The brains behind this concept is Olivia Akouba Angola, 30, a mother of two, who co-owns it with her husband, Daniel Aggré.
“The name Dabali Xpress came from brainstorming with my husband and we wanted the name to reflect the concept of fast food. We settled for “express”, which is a "Nouchi" word, which in Ivorian slang means “fast food”. It captures the aspect of food served quickly,” she explained.
Angola says it took her and her husband seven to eight years of reflecting and assembling ideas before their idea finaly came to fruition in September 2021.
“The idae was borne out of my husband’s experience as a student abroad where he had to work in fast food restaurants to pay his fees and bills. We said to ourselves ‘why not replicate the process at home in Côte d’Ivoire with our local dishes?'” she said.
“It took longer because African local dishes take longer to prepare, but we were determined to do it by finding a formula to serve these dishes quickly.”
Angola, who returned from the US in 2015 said once they had settled on the concept, it was easy for her to turn her business skills, knowledge and experience into reality.
After opening the first outlet, things moved very fast, as many people embraced it. This enabled them to open 3 others outlets in Abidjan.
Apart from Ivorian food, Dabali Xpress is now serving dishes from the sub-region, such as fried rice, ‘red-red’ (a Ghanaian dish of black-eyed peas and plantain), and many other dishes, all with a price of around US$5.

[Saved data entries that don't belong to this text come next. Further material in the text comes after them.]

//! # Risk, Severity and Verdict Vocabulary
//!
//! The enums every evaluation in the platform reports with.
//!
//! [`Severity`] is totally ordered `Pass < Warn < Critical`, so the
//! [`Verdict`] of a checklist is a fold over `max`: any critical item fails
//! the checklist, otherwise any warning sends it to review.

use serde::{Deserialize, Serialize};

// ---------------------------------------------------------------------------
// Severity & Verdict
// ---------------------------------------------------------------------------

/// Outcome of a single checklist item.
#[derive(Debug, Clone, Copy, PartialEq, Eq, PartialOrd, Ord, Hash, Serialize, Deserialize)]
#[serde(rename_all = "lowercase")]
pub enum Severity {
    /// The measured value satisfies the rule.
    Pass,
    /// The value misses the threshold but is within tolerance.
    Warn,
    /// The value is outside tolerance.
    Critical,
}

impl Severity {
    /// Lowercase wire name.
    pub fn as_str(&self) -> &'static str {
        match self {
            Self::Pass => "pass",
            Self::Warn => "warn",
            Self::Critical => "critical",
        }
    }

    /// Status label used on checklist items (`PASS`, `WARN`, `FAIL`).
    pub fn status_label(&self) -> &'static str {
        match self {
            Self::Pass => "PASS",
            Self::Warn => "WARN",
            Self::Critical => "FAIL",
        }
    }
}

impl std::fmt::Display for Severity {
    fn fmt(&self, f: &mut std::fmt::Formatter<'_>) -> std::fmt::Result {
        f.write_str(self.as_str())
    }
}

/// Overall checklist verdict.
#[derive(Debug, Clone, Copy, PartialEq, Eq, Hash, Serialize, Deserialize)]
#[serde(rename_all = "UPPERCASE")]
pub enum Verdict {
    /// Every item passed.
    Pass,
    /// At least one warning, no critical items.
    Review,
    /// At least one critical item.
    Fail,
}

impl Verdict {
    /// Derive the verdict from the worst severity present.
    pub fn from_severities<I: IntoIterator<Item = Severity>>(items: I) -> Self {
        match items.into_iter().max() {
            Some(Severity::Critical) => Self::Fail,
            Some(Severity::Warn) => Self::Review,
            Some(Severity::Pass) | None => Self::Pass,
        }
    }

    /// Uppercase wire name.
    pub fn as_str(&self) -> &'static str {
        match self {
            Self::Pass => "PASS",
            Self::Review => "REVIEW",
            Self::Fail => "FAIL",
        }
    }
}

impl std::fmt::Display for Verdict {
    fn fmt(&self, f: &mut std::fmt::Formatter<'_>) -> std::fmt::Result {
        f.write_str(self.as_str())
    }
}

/// Aggregate counts over a checklist.
#[derive(Debug, Clone, PartialEq, Serialize, Deserialize)]
pub struct ChecklistSummary {
    /// Number of items evaluated.
    pub total: usize,
    /// Items that passed.
    pub passed: usize,
    /// Items that warned.
    pub warnings: usize,
    /// Items that were critical.
    pub critical: usize,
    /// Percentage of passing items, one decimal place.
    pub pass_rate: f64,
    /// Worst-severity verdict.
    pub verdict: Verdict,
}

impl ChecklistSummary {
    /// Summarise a sequence of item severities.
    pub fn from_severities<I: IntoIterator<Item = Severity>>(items: I) -> Self {
        let (mut passed, mut warnings, mut critical) = (0, 0, 0);
        for s in items {
            match s {
                Severity::Pass => passed += 1,
                Severity::Warn => warnings += 1,
                Severity::Critical => critical += 1,
            }
        }
        let total = passed + warnings + critical;
        let pass_rate = if total == 0 {
            0.0
        } else {
            crate::numeric::round_to(passed as f64 / total as f64 * 100.0, 1)
        };
        let verdict = if critical > 0 {
            Verdict::Fail
        } else if warnings > 0 {
            Verdict::Review
        } else {
            Verdict::Pass
        };
        Self {
            total,
            passed,
            warnings,
            critical,
            pass_rate,
            verdict,
        }
    }

    /// Weighted compliance score: passes count fully, warnings count half.
    pub fn compliance_score(&self) -> f64 {
        if self.total == 0 {
            return 0.0;
        }
        crate::numeric::round_to(
            (self.passed as f64 + self.warnings as f64 * 0.5) / self.total as f64,
            3,
        )
    }
}

// ---------------------------------------------------------------------------
// Risk level & compliance status
// ---------------------------------------------------------------------------

/// Coarse risk classification reported by audits and feeds.
#[derive(Debug, Clone, Copy, PartialEq, Eq, PartialOrd, Ord, Hash, Serialize, Deserialize)]
#[serde(rename_all = "lowercase")]
pub enum RiskLevel {
    /// Low risk.
    Low,
    /// Medium risk.
    Medium,
    /// High risk.
    High,
    /// Critical risk.
    Critical,
}

impl RiskLevel {
    /// Lowercase wire name.
    pub fn as_str(&self) -> &'static str {
        match self {
            Self::Low => "low",
            Self::Medium => "medium",
            Self::High => "high",
            Self::Critical => "critical",
        }
    }

    /// Parse a lowercase level name; unknown names yield `None`.
    pub fn parse(s: &str) -> Option<Self> {
        match s.to_ascii_lowercase().as_str() {
            "low" => Some(Self::Low),
            "medium" => Some(Self::Medium),
            "high" => Some(Self::High),
            "critical" => Some(Self::Critical),
            _ => None,
        }
    }
}

impl std::fmt::Display for RiskLevel {
    fn fmt(&self, f: &mut std::fmt::Formatter<'_>) -> std::fmt::Result {
        f.write_str(self.as_str())
    }
}

/// Compliance status of an audited system.
#[derive(Debug, Clone, Copy, PartialEq, Eq, Hash, Serialize, Deserialize)]
#[serde(rename_all = "snake_case")]
pub enum ComplianceStatus {
    /// Meets all applicable requirements.
    Compliant,
    /// At least one critical gap.
    NonCompliant,
    /// Awaiting further evidence.
    Pending,
    /// Flagged for human review.
    Review,
}

impl ComplianceStatus {
    /// Snake-case wire name.
    pub fn as_str(&self) -> &'static str {
        match self {
            Self::Compliant => "compliant",
            Self::NonCompliant => "non_compliant",
            Self::Pending => "pending",
            Self::Review => "review",
        }
    }
}

impl std::fmt::Display for ComplianceStatus {
    fn fmt(&self, f: &mut std::fmt::Formatter<'_>) -> std::fmt::Result {
        f.write_str(self.as_str())
    }
}

#[cfg(test)]
mod tests {
    use super::*;
    use proptest::prelude::*;

    #[test]
    fn verdict_is_worst_severity() {
        use Severity::*;
        assert_eq!(Verdict::from_severities([Pass, Pass]), Verdict::Pass);
        assert_eq!(Verdict::from_severities([Pass, Warn]), Verdict::Review);
        assert_eq!(Verdict::from_severities([Warn, Critical, Pass]), Verdict::Fail);
        assert_eq!(Verdict::from_severities([]), Verdict::Pass);
    }

    #[test]
    fn summary_counts_and_rate() {
        use Severity::*;
        let s = ChecklistSummary::from_severities([Pass, Pass, Warn, Critical]);
        assert_eq!(s.total, 4);
        assert_eq!(s.passed, 2);
        assert_eq!(s.warnings, 1);
        assert_eq!(s.critical, 1);
        assert_eq!(s.pass_rate, 50.0);
        assert_eq!(s.verdict, Verdict::Fail);
        assert_eq!(s.compliance_score(), 0.625);
    }

    #[test]
    fn empty_summary_is_zeroed() {
        let s = ChecklistSummary::from_severities(std::iter::empty());
        assert_eq!(s.total, 0);
        assert_eq!(s.pass_rate, 0.0);
        assert_eq!(s.compliance_score(), 0.0);
        assert_eq!(s.verdict, Verdict::Pass);
    }

    #[test]
    fn wire_names() {
        assert_eq!(serde_json::to_string(&Severity::Critical).unwrap(), "\"critical\"");
        assert_eq!(serde_json::to_string(&Verdict::Review).unwrap(), "\"REVIEW\"");
        assert_eq!(
            serde_json::to_string(&ComplianceStatus::NonCompliant).unwrap(),
            "\"non_compliant\""
        );
        assert_eq!(serde_json::to_string(&RiskLevel::High).unwrap(), "\"high\"");
        assert_eq!(Severity::Critical.status_label(), "FAIL");
    }

    #[test]
    fn risk_level_parse_and_order() {
        assert_eq!(RiskLevel::parse("HIGH"), Some(RiskLevel::High));
        assert_eq!(RiskLevel::parse("extreme"), None);
        assert!(RiskLevel::Critical > RiskLevel::High);
        assert!(RiskLevel::Medium > RiskLevel::Low);
    }

    fn severity() -> impl Strategy<Value = Severity> {
        prop_oneof![
            Just(Severity::Pass),
            Just(Severity::Warn),
            Just(Severity::Critical)
        ]
    }

    proptest! {
        #[test]
        fn summary_verdict_matches_fold(items in proptest::collection::vec(severity(), 0..32)) {
            let summary = ChecklistSummary::from_severities(items.iter().copied());
            prop_assert_eq!(summary.verdict, Verdict::from_severities(items.iter().copied()));
            prop_assert_eq!(summary.total, items.len());
            prop_assert!(summary.pass_rate >= 0.0 && summary.pass_rate <= 100.0);
        }
    }
}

On a good day, Angola said, they are able to serve an estimated 300 customers, both local and non-local at their three outlets.
She added that they are keen to tap into the diverse clientele by offering dishes from other African countries because Abidjan is a city of all nationalities, including expatriates from the rest of the world, who are often keen to savour African food.
Although work starts early at Dabali Xpress, it opens for customers at 11 am.
“Early in the morning, we start cooking the ingredients so that all the menus are ready by 11am. There are days like Saturday and Sunday when we have a lot of work, but we have everything we need at our disposal because our supply is well kept in a cold room and this makes our work easier,” said Olivier Kouame, one of the chefs.
A year after opening, Dabali Xpress received a rare visitor: the Ivorian Minister of Tourism and Leisure, Saindou Fofana.